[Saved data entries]
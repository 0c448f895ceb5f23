//! SIMD instructions.
//!
//! QBE has no vector types, so every `v128` operation becomes a call to its
//! scalar fallback in the runtime. The decoder's opcode table supplies the
//! operand shape; this module only arranges the arguments.

use super::core::IrBuilder;
use crate::decoder::simd::{SimdOpInfo, SimdShape};
use crate::decoder::{MemArg, SimdImm, ValType};
use crate::ir::types::*;
use anyhow::{bail, Context, Result};

impl<'m> IrBuilder<'m> {
    pub(super) fn translate_simd(&mut self, op: &'static SimdOpInfo, imm: SimdImm) -> Result<()> {
        let addr_ty = match imm {
            SimdImm::MemArg(memarg) | SimdImm::MemArgLane(memarg, _) => self
                .module
                .memory_type(memarg.memory)
                .with_context(|| format!("unknown memory {}", memarg.memory))?
                .index_type(),
            _ => ValType::I32,
        };
        let (params, result) = op.shape.signature(addr_ty);
        let operands = self.pop_n(params.len())?;
        let args = simd_args(op, imm, &operands)?;

        let dest = result.map(|ty| self.new_var(ty));
        self.emit(IrInstr::CallSimd {
            dest,
            name: op.name,
            args,
        });
        if let Some(dest) = dest {
            self.push(dest);
        }
        Ok(())
    }
}

/// Fallback arguments for `op`: memory operands become one address
/// argument, immediates follow the vector operands.
fn simd_args(op: &SimdOpInfo, imm: SimdImm, operands: &[VarId]) -> Result<Vec<SimdArg>> {
    let address = |memarg: MemArg, align: u32, addr: VarId| SimdArg::Address {
        memory: memarg.memory,
        addr,
        offset: memarg.offset,
        // The natural alignment of every SIMD memory access is its size.
        bytes: 1 << align,
    };
    let vars = |vs: &[VarId]| vs.iter().map(|v| SimdArg::Var(*v)).collect::<Vec<_>>();

    Ok(match (op.shape, imm) {
        (SimdShape::Load { align }, SimdImm::MemArg(memarg)) => {
            vec![address(memarg, align, operands[0])]
        }
        (SimdShape::Store { align }, SimdImm::MemArg(memarg)) => {
            vec![address(memarg, align, operands[0]), SimdArg::Var(operands[1])]
        }
        (
            SimdShape::LoadLane { align, .. } | SimdShape::StoreLane { align, .. },
            SimdImm::MemArgLane(memarg, lane),
        ) => {
            vec![
                address(memarg, align, operands[0]),
                SimdArg::Var(operands[1]),
                SimdArg::Lane(lane),
            ]
        }
        (SimdShape::Const, SimdImm::V128(bits)) => {
            vec![SimdArg::Imm(bits as u64), SimdArg::Imm((bits >> 64) as u64)]
        }
        (SimdShape::Shuffle, SimdImm::Shuffle(lanes)) => {
            let mask = u128::from_le_bytes(lanes);
            let mut args = vars(operands);
            args.push(SimdArg::Imm(mask as u64));
            args.push(SimdArg::Imm((mask >> 64) as u64));
            args
        }
        (SimdShape::ExtractLane { .. }, SimdImm::Lane(lane)) => {
            vec![SimdArg::Var(operands[0]), SimdArg::Lane(lane)]
        }
        (SimdShape::ReplaceLane { .. }, SimdImm::Lane(lane)) => {
            vec![
                SimdArg::Var(operands[0]),
                SimdArg::Lane(lane),
                SimdArg::Var(operands[1]),
            ]
        }
        (
            SimdShape::Splat { .. }
            | SimdShape::Unary
            | SimdShape::Binary
            | SimdShape::Ternary
            | SimdShape::Test
            | SimdShape::Shift,
            SimdImm::None,
        ) => vars(operands),
        (shape, imm) => bail!("{}: immediate {:?} does not fit shape {:?}", op.name, imm, shape),
    })
}

#[cfg(test)]
mod tests {
    use super::*;
    use crate::decoder::simd::lookup;

    #[test]
    fn test_const_splits_into_halves() {
        let op = lookup(0x0C).unwrap();
        let args = simd_args(op, SimdImm::V128(0x1122_u128 << 64 | 0x33), &[]).unwrap();
        assert_eq!(args, vec![SimdArg::Imm(0x33), SimdArg::Imm(0x1122)]);
    }

    #[test]
    fn test_load_becomes_address() {
        let op = lookup(0x00).unwrap();
        let memarg = MemArg {
            align: 4,
            memory: 0,
            offset: 32,
        };
        let args = simd_args(op, SimdImm::MemArg(memarg), &[VarId(7)]).unwrap();
        assert_eq!(
            args,
            vec![SimdArg::Address {
                memory: 0,
                addr: VarId(7),
                offset: 32,
                bytes: 16
            }]
        );
    }

    #[test]
    fn test_mismatched_immediate_is_rejected() {
        let op = lookup(0x0C).unwrap();
        assert!(simd_args(op, SimdImm::None, &[]).is_err());
    }
}
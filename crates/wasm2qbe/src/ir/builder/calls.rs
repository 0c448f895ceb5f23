//! Direct, indirect and reference calls, including their tail-call forms.

use super::core::{BranchTarget, IrBuilder};
use crate::decoder::ValType;
use crate::ir::types::*;
use anyhow::{Context, Result};
use wasm2qbe_abi::{RuntimeFn, TrapKind, FUNCREF_TYPE_OFFSET};

impl<'m> IrBuilder<'m> {
    pub(super) fn translate_call(&mut self, func: u32, tail: bool) -> Result<()> {
        let ft = self
            .module
            .func_type(func)
            .with_context(|| format!("call to unknown function {}", func))?;
        let (params, results) = (ft.params.clone(), ft.results.clone());
        let args = self.pop_n(params.len())?;

        if tail && self.self_tail_call_loops && self.func_idx == Some(func) {
            return self.self_tail_call(args);
        }

        if tail {
            self.emit_handler_pops(self.handlers_above(0));
        }
        let dests: Vec<VarId> = results.iter().map(|ty| self.new_var(*ty)).collect();
        self.emit(IrInstr::Call {
            dests: dests.clone(),
            func,
            args,
        });
        self.finish_call(dests, tail)
    }

    /// `return_call` to the function itself: rebind the parameters, reset
    /// the other locals and jump back to the entry block.
    fn self_tail_call(&mut self, args: Vec<VarId>) -> Result<()> {
        let num_params = args.len();
        for (local, value) in args.into_iter().enumerate() {
            self.emit(IrInstr::LocalSet {
                local: local as u32,
                value,
            });
        }
        let declared: Vec<ValType> = self.locals[num_params..].to_vec();
        for (i, ty) in declared.into_iter().enumerate() {
            let value = self.emit_zero(ty);
            self.emit(IrInstr::LocalSet {
                local: (num_params + i) as u32,
                value,
            });
        }
        self.emit_handler_pops(self.handlers_above(0));
        self.terminate(IrTerminator::Jump { target: BlockId(0) });
        log::trace!("self tail call lowered to a jump");
        self.mark_unreachable()
    }

    /// `call_indirect`: fetch the descriptor, check it is non-null and has
    /// the expected signature, then call through it.
    pub(super) fn translate_call_indirect(
        &mut self,
        type_idx: u32,
        table: u32,
        tail: bool,
    ) -> Result<()> {
        let index = self.pop()?;
        let params = self.call_params(type_idx)?;
        let args = self.pop_n(params.len())?;

        let table_var = self.emit_const(IrValue::I32(table as i32));
        let target = self.emit_runtime_value(
            RuntimeFn::TableGet,
            vec![table_var, index],
            ValType::FUNCREF,
        )?;
        self.emit_null_check(target);

        let actual = self.new_var(ValType::I64);
        self.emit(IrInstr::FieldLoad {
            dest: actual,
            ty: ValType::I64,
            width: MemoryAccessWidth::Full,
            sign: None,
            base: target,
            offset: FUNCREF_TYPE_OFFSET as u32,
        });
        let canonical = self.module.canonical_type_idx(type_idx);
        let expected = self.emit_const(IrValue::I64(canonical as i64));
        let mismatch = self.emit_binop(BinOp::I64Ne, actual, expected);
        self.emit_trap_if(mismatch, TrapKind::CastFailure);

        self.emit_call_ref(type_idx, target, args, tail)
    }

    pub(super) fn translate_call_ref(&mut self, type_idx: u32, tail: bool) -> Result<()> {
        let target = self.pop()?;
        let params = self.call_params(type_idx)?;
        let args = self.pop_n(params.len())?;
        self.emit_null_check(target);
        self.emit_call_ref(type_idx, target, args, tail)
    }

    fn emit_call_ref(
        &mut self,
        type_idx: u32,
        target: VarId,
        args: Vec<VarId>,
        tail: bool,
    ) -> Result<()> {
        let results = self
            .module
            .func_type_at(type_idx)
            .with_context(|| format!("type {} is not a function type", type_idx))?
            .results
            .clone();
        if tail {
            self.emit_handler_pops(self.handlers_above(0));
        }
        let dests: Vec<VarId> = results.iter().map(|ty| self.new_var(*ty)).collect();
        self.emit(IrInstr::CallRef {
            dests: dests.clone(),
            type_idx,
            target,
            args,
        });
        self.finish_call(dests, tail)
    }

    /// Push the call results, or return them for a tail call. Handlers were
    /// popped before the call.
    fn finish_call(&mut self, dests: Vec<VarId>, tail: bool) -> Result<()> {
        if tail {
            self.emit_branch(BranchTarget::Return, 0, dests)?;
            self.mark_unreachable()
        } else {
            self.push_all(&dests);
            Ok(())
        }
    }

    fn call_params(&self, type_idx: u32) -> Result<Vec<ValType>> {
        Ok(self
            .module
            .func_type_at(type_idx)
            .with_context(|| format!("type {} is not a function type", type_idx))?
            .params
            .clone())
    }
}
//! WASI Preview 1 import naming.
//!
//! Imports from `wasi_snapshot_preview1` (or the older `wasi_unstable`) are
//! linked against `__wasi_<name>`. The runtime also exports each function
//! under its unprefixed WASI name so objects built for either convention link.

/// Functions the runtime provides for WASI Preview 1.
pub const WASI_PREVIEW1_FUNCTIONS: &[&str] = &[
    "args_get",
    "args_sizes_get",
    "environ_get",
    "environ_sizes_get",
    "clock_res_get",
    "clock_time_get",
    "fd_advise",
    "fd_allocate",
    "fd_close",
    "fd_datasync",
    "fd_fdstat_get",
    "fd_fdstat_set_flags",
    "fd_fdstat_set_rights",
    "fd_filestat_get",
    "fd_filestat_set_size",
    "fd_filestat_set_times",
    "fd_pread",
    "fd_prestat_get",
    "fd_prestat_dir_name",
    "fd_pwrite",
    "fd_read",
    "fd_readdir",
    "fd_renumber",
    "fd_seek",
    "fd_sync",
    "fd_tell",
    "fd_write",
    "path_create_directory",
    "path_filestat_get",
    "path_filestat_set_times",
    "path_link",
    "path_open",
    "path_readlink",
    "path_remove_directory",
    "path_rename",
    "path_symlink",
    "path_unlink_file",
    "poll_oneoff",
    "proc_exit",
    "proc_raise",
    "sched_yield",
    "random_get",
    "sock_accept",
    "sock_recv",
    "sock_send",
    "sock_shutdown",
];

/// Whether `module` names a WASI Preview 1 import module.
pub fn is_wasi_module(module: &str) -> bool {
    matches!(module, "wasi_snapshot_preview1" | "wasi_unstable")
}

/// Prefixed runtime symbol for a WASI import, or `None` for non-WASI modules.
pub fn wasi_symbol<'a>(module: &str, name: &'a str) -> Option<WasiSymbol<'a>> {
    is_wasi_module(module).then_some(WasiSymbol(name))
}

/// Display adapter for `__wasi_<name>`.
#[derive(Debug, Clone, Copy, PartialEq, Eq)]
pub struct WasiSymbol<'a>(&'a str);

impl WasiSymbol<'_> {
    /// Whether the runtime is known to provide this function.
    pub fn is_known(&self) -> bool {
        WASI_PREVIEW1_FUNCTIONS.contains(&self.0)
    }
}

impl core::fmt::Display for WasiSymbol<'_> {
    fn fmt(&self, f: &mut core::fmt::Formatter<'_>) -> core::fmt::Result {
        write!(f, "__wasi_{}", self.0)
    }
}

#[cfg(test)]
mod tests {
    extern crate std;
    use super::*;
    use std::string::ToString;

    #[test]
    fn wasi_modules_get_prefixed() {
        let sym = wasi_symbol("wasi_snapshot_preview1", "fd_write").unwrap();
        assert_eq!(sym.to_string(), "__wasi_fd_write");
        assert!(sym.is_known());
        assert!(wasi_symbol("wasi_unstable", "proc_exit").is_some());
    }

    #[test]
    fn other_modules_are_not_wasi() {
        assert!(wasi_symbol("env", "fd_write").is_none());
        assert!(!is_wasi_module("wasi"));
    }
}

** Exercise instructions **
The lines to return are those in the entries above that include "WasiSymbol".

** Result **
pub fn wasi_symbol<'a>(module: &str, name: &'a str) -> Option<WasiSymbol<'a>> {
    is_wasi_module(module).then_some(WasiSymbol(name))
pub struct WasiSymbol<'a>(&'a str);
impl WasiSymbol<'_> {
impl core::fmt::Display for WasiSymbol<'_> {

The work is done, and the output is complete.